“So it shall be, when you are on the verge of battle, that the priest shall approach and speak to the people. And he shall say to them, 'Hear, O Israel: Today you are on the verge of battle with your enemies. Do not let your heart faint, do not be afraid, and do not tremble or be terrified because of them; for the Lord your God is He who goes with you, to fight for you against your enemies, to save you'” (Deuteronomy 20:2-4).
Can you imagine what it would have been like to be an American soldier on June 6, 1944 landing on the first wave of attack on the beach code named Omaha? These soldiers faced a wall of lead fired from German machine guns and so many died that this beach became known as “Bloody Omaha”.
As any soldier knows, going into battle is understandably a grave and fearful matter. To be able to face such a challenge, it is important for a soldier to have good morale and the confidence and that the generals above him have put together a plan for him to be successful if he does his part. General Dwight David Eisenhower said, “Morale is the greatest single factor in successful wars”.

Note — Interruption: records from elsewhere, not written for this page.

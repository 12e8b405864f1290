use machine_learning::{
    SampleShape,
    arch::{ActFnSpec, ModelSpec},
    optimization::{Adam, GradientDescent, Optimizer},
};
use serde::Deserialize;

use crate::{OrchestratorError, Result};

/// The layout of the feed-forward network.
#[derive(Debug, Clone, Deserialize)]
#[serde(default, deny_unknown_fields)]
pub struct ModelConfig {
    /// The width of every hidden layer.
    pub hidden: Vec<usize>,
    pub leaky_slope: f32,
    /// The dropout rate after every hidden layer, `0` disables dropout.
    pub dropout: f32,
    /// The seed for the weight initialization, random if missing.
    pub seed: Option<u64>,
}

impl Default for ModelConfig {
    fn default() -> Self {
        Self {
            hidden: vec![1024, 512],
            leaky_slope: 0.01,
            dropout: 0.,
            seed: None,
        }
    }
}

impl ModelConfig {
    pub fn validate(&self) -> Result<()> {
        if self.hidden.contains(&0) {
            return Err(OrchestratorError::InvalidConfig(
                "hidden layer widths must be greater than 0".into(),
            ));
        }

        if !self.leaky_slope.is_finite() {
            return Err(OrchestratorError::InvalidConfig(format!(
                "leaky_slope must be finite, got {}",
                self.leaky_slope
            )));
        }

        if !(0. ..1.).contains(&self.dropout) {
            return Err(OrchestratorError::InvalidConfig(format!(
                "dropout must be in [0, 1), got {}",
                self.dropout
            )));
        }

        Ok(())
    }

    /// The layout of a network for samples of the given shape.
    pub fn spec(&self, shape: SampleShape) -> ModelSpec {
        ModelSpec::feed_forward(
            shape.input_size(),
            &self.hidden,
            shape.output_size(),
            ActFnSpec::LeakyRelu {
                slope: self.leaky_slope,
            },
            self.dropout,
        )
    }
}

fn default_learning_rate() -> f32 {
    1e-3
}

fn default_beta1() -> f32 {
    0.9
}

fn default_beta2() -> f32 {
    0.999
}

fn default_epsilon() -> f32 {
    1e-8
}

fn default_weight_decay() -> f32 {
    1e-5
}

#[derive(Debug, Clone, Copy, Deserialize)]
#[serde(tag = "type", rename_all = "snake_case", deny_unknown_fields)]
pub enum OptimizerConfig {
    Adam {
        #[serde(default = "default_learning_rate")]
        learning_rate: f32,
        #[serde(default = "default_beta1")]
        beta1: f32,
        #[serde(default = "default_beta2")]
        beta2: f32,
        #[serde(default = "default_epsilon")]
        epsilon: f32,
        #[serde(default = "default_weight_decay")]
        weight_decay: f32,
    },
    GradientDescent {
        #[serde(default = "default_learning_rate")]
        learning_rate: f32,
    },
}

impl Default for OptimizerConfig {
    fn default() -> Self {
        Self::Adam {
            learning_rate: default_learning_rate(),
            beta1: default_beta1(),
            beta2: default_beta2(),
            epsilon: default_epsilon(),
            weight_decay: default_weight_decay(),
        }
    }
}

impl OptimizerConfig {
    pub fn validate(&self) -> Result<()> {
        let invalid = |what: &str, value: f32| {
            Err(OrchestratorError::InvalidConfig(format!(
                "invalid optimizer {what}: {value}"
            )))
        };

        match *self {
            Self::Adam {
                learning_rate,
                beta1,
                beta2,
                epsilon,
                weight_decay,
            } => {
                if !(learning_rate > 0. && learning_rate.is_finite()) {
                    return invalid("learning_rate", learning_rate);
                }
                if !(0. ..1.).contains(&beta1) {
                    return invalid("beta1", beta1);
                }
                if !(0. ..1.).contains(&beta2) {
                    return invalid("beta2", beta2);
                }
                if !(epsilon > 0.) {
                    return invalid("epsilon", epsilon);
                }
                if !(weight_decay >= 0. && weight_decay.is_finite()) {
                    return invalid("weight_decay", weight_decay);
                }
            }
            Self::GradientDescent { learning_rate } => {
                if !(learning_rate > 0. && learning_rate.is_finite()) {
                    return invalid("learning_rate", learning_rate);
                }
            }
        }

        Ok(())
    }

    pub fn build(&self) -> Box<dyn Optimizer + Send> {
        match *self {
            Self::Adam {
                learning_rate,
                beta1,
                beta2,
                epsilon,
                weight_decay,
            } => Box::new(Adam::new(learning_rate, beta1, beta2, epsilon, weight_decay)),
            Self::GradientDescent { learning_rate } => Box::new(GradientDescent::new(learning_rate)),
        }
    }
}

As Moses continues his farewell address to Israel shortly before they are going to cross the Jordan River, he gives instructions regarding conquering the various cities of the Promised Land. As the opening verses above indicate, because God understood the importance of the army of Israel having good morale, these instructions included allowing some to not fight in some of the upcoming battles.
Provisions were made to allow those who might weaken the morale of the army to be allowed to go home and not fight in the battle. Those who had recently built a house, but had not dedicated it or had recently planted a vineyard, but had not yet eaten of it were allowed to not have to participate in the fight (Deuteronomy 20:5-6). Those who had recently betrothed a wife but had not yet married her were allowed to go home (Deuteronomy 20:7). Even those who were simply fearful and fainthearted were dismissed from the battle (Deuteronomy 20:8).
The army that remained to fight against the cities they faced would not be full of cowards or those who were distracted by the cares of life. Instead, it would be an army of high morale that had confidence that they would be victorious against their enemies because they were not fighting their enemies by their own strength alone. As the opening verse above indicates, the priest reminded the soldiers that God Almighty Himself was leading them into battle!
As Christians we are engaged in a spiritual warfare (2 Corinthians 10:3-4). We face hardships as soldiers of Christ as we are persecuted for standing up for God and His Word (2 Timothy 2:3-4) and striving to remain faithful to God as we face many trials and temptations (Revelation 2:10).
While it is important for us to be properly equipped with the provisions God has given to us (Ephesians 6:10-18), it is also essential that we have outstanding morale in the army of God as we look to God as the One who leads us into battle and fights our battles with us and saves us. God doesn’t expect us to rely on our strength alone to fight such battles. Like the apostle Paul, we need to rely on God’s strength as we go into battle. Paul wrote, “I can do all things through Christ who strengthens me” (Philippians 4:13). Today, I will praise God and remember He leads me into battle!
“Blessed be the Lord my Rock, Who trains my hands for war, And my fingers for battle-- My lovingkindness and my fortress, My high tower and my deliverer, My shield and the One in whom I take refuge…” (Psalm 144:1-2).